Reproduce the records exactly, beginning with their first line and ending with the line that contains "is declared dead.", and output nothing more.

#### [Records]
-=-=-=-=-
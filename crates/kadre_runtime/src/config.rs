use std::path::PathBuf;
use std::time::Duration;

pub const DEFAULT_SOCKET_PATH: &str = "/tmp/kadre-unix-socket";

/// Daemon-side endpoint configuration.
#[derive(Clone, Debug, PartialEq, Eq)]
pub struct DaemonConfig {
    pub socket_path: PathBuf,
    pub start_entry: Option<String>,
    pub dry_run: bool,
    /// Interval clients are expected to ping at.
    pub keepalive_interval: Duration,
    /// Missed intervals before a peer is declared dead.
    pub keepalive_misses: u32,
    /// Grace window between cancellation and forced teardown.
    pub cancel_grace: Duration,
    pub write_channel_capacity: usize,
}

impl Default for DaemonConfig {
    fn default() -> Self {
        Self {
            socket_path: PathBuf::from(DEFAULT_SOCKET_PATH),
            start_entry: None,
            dry_run: false,
            keepalive_interval: Duration::from_secs(15),
            keepalive_misses: 3,
            cancel_grace: Duration::from_secs(3),
            write_channel_capacity: 1024,
        }
    }
}

impl DaemonConfig {
    pub fn new() -> Self {
        Self::default()
    }

    pub fn with_socket_path(mut self, path: impl Into<PathBuf>) -> Self {
        self.socket_path = path.into();
        self
    }

    pub fn with_start_entry(mut self, entry: impl Into<String>) -> Self {
        self.start_entry = Some(entry.into());
        self
    }

    pub fn with_dry_run(mut self, dry_run: bool) -> Self {
        self.dry_run = dry_run;
        self
    }

    pub fn with_keepalive(mut self, interval: Duration, misses: u32) -> Self {
        self.keepalive_interval = interval;
        self.keepalive_misses = misses;
        self
    }

    pub fn with_cancel_grace(mut self, grace: Duration) -> Self {
        self.cancel_grace = grace;
        self
    }
}

/// Client-side endpoint configuration.
#[derive(Clone, Debug, PartialEq, Eq)]
pub struct ClientConfig {
    pub socket_path: PathBuf,
    /// Peer username sent during auth; `USER` from the environment when
    /// unset.
    pub user: Option<String>,
    /// None disables the background keepalive task.
    pub keepalive_interval: Option<Duration>,
}

impl Default for ClientConfig {
    fn default() -> Self {
        Self {
            socket_path: PathBuf::from(DEFAULT_SOCKET_PATH),
            user: None,
            keepalive_interval: Some(Duration::from_secs(15)),
        }
    }
}

impl ClientConfig {
    pub fn new() -> Self {
        Self::default()
    }

    pub fn with_socket_path(mut self, path: impl Into<PathBuf>) -> Self {
        self.socket_path = path.into();
        self
    }

    pub fn with_user(mut self, user: impl Into<String>) -> Self {
        self.user = Some(user.into());
        self
    }

    pub fn without_keepalive(mut self) -> Self {
        self.keepalive_interval = None;
        self
    }
}

#[cfg(test)]
mod tests {
    use super::*;

    #[test]
    fn daemon_defaults_and_builders() {
        let config = DaemonConfig::new()
            .with_socket_path("/run/kadre.sock")
            .with_start_entry("operator")
            .with_dry_run(true)
            .with_keepalive(Duration::from_secs(5), 2);
        assert_eq!(config.socket_path, PathBuf::from("/run/kadre.sock"));
        assert_eq!(config.start_entry.as_deref(), Some("operator"));
        assert!(config.dry_run);
        assert_eq!(config.keepalive_misses, 2);
        assert_eq!(DaemonConfig::default().cancel_grace, Duration::from_secs(3));
    }

    #[test]
    fn client_defaults_and_builders() {
        let config = ClientConfig::new().with_user("operator").without_keepalive();
        assert_eq!(config.user.as_deref(), Some("operator"));
        assert!(config.keepalive_interval.is_none());
        assert_eq!(
            ClientConfig::default().socket_path,
            PathBuf::from(DEFAULT_SOCKET_PATH)
        );
    }
}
-=-=-=-=-
#### [Answer to the exercise]
filename crates/kadre_runtime/src/config.rs
use std::path::PathBuf;
use std::time::Duration;

pub const DEFAULT_SOCKET_PATH: &str = "/tmp/kadre-unix-socket";

/// Daemon-side endpoint configuration.
#[derive(Clone, Debug, PartialEq, Eq)]
pub struct DaemonConfig {
    pub socket_path: PathBuf,
    pub start_entry: Option<String>,
    pub dry_run: bool,
    /// Interval clients are expected to ping at.
    pub keepalive_interval: Duration,
    /// Missed intervals before a peer is declared dead.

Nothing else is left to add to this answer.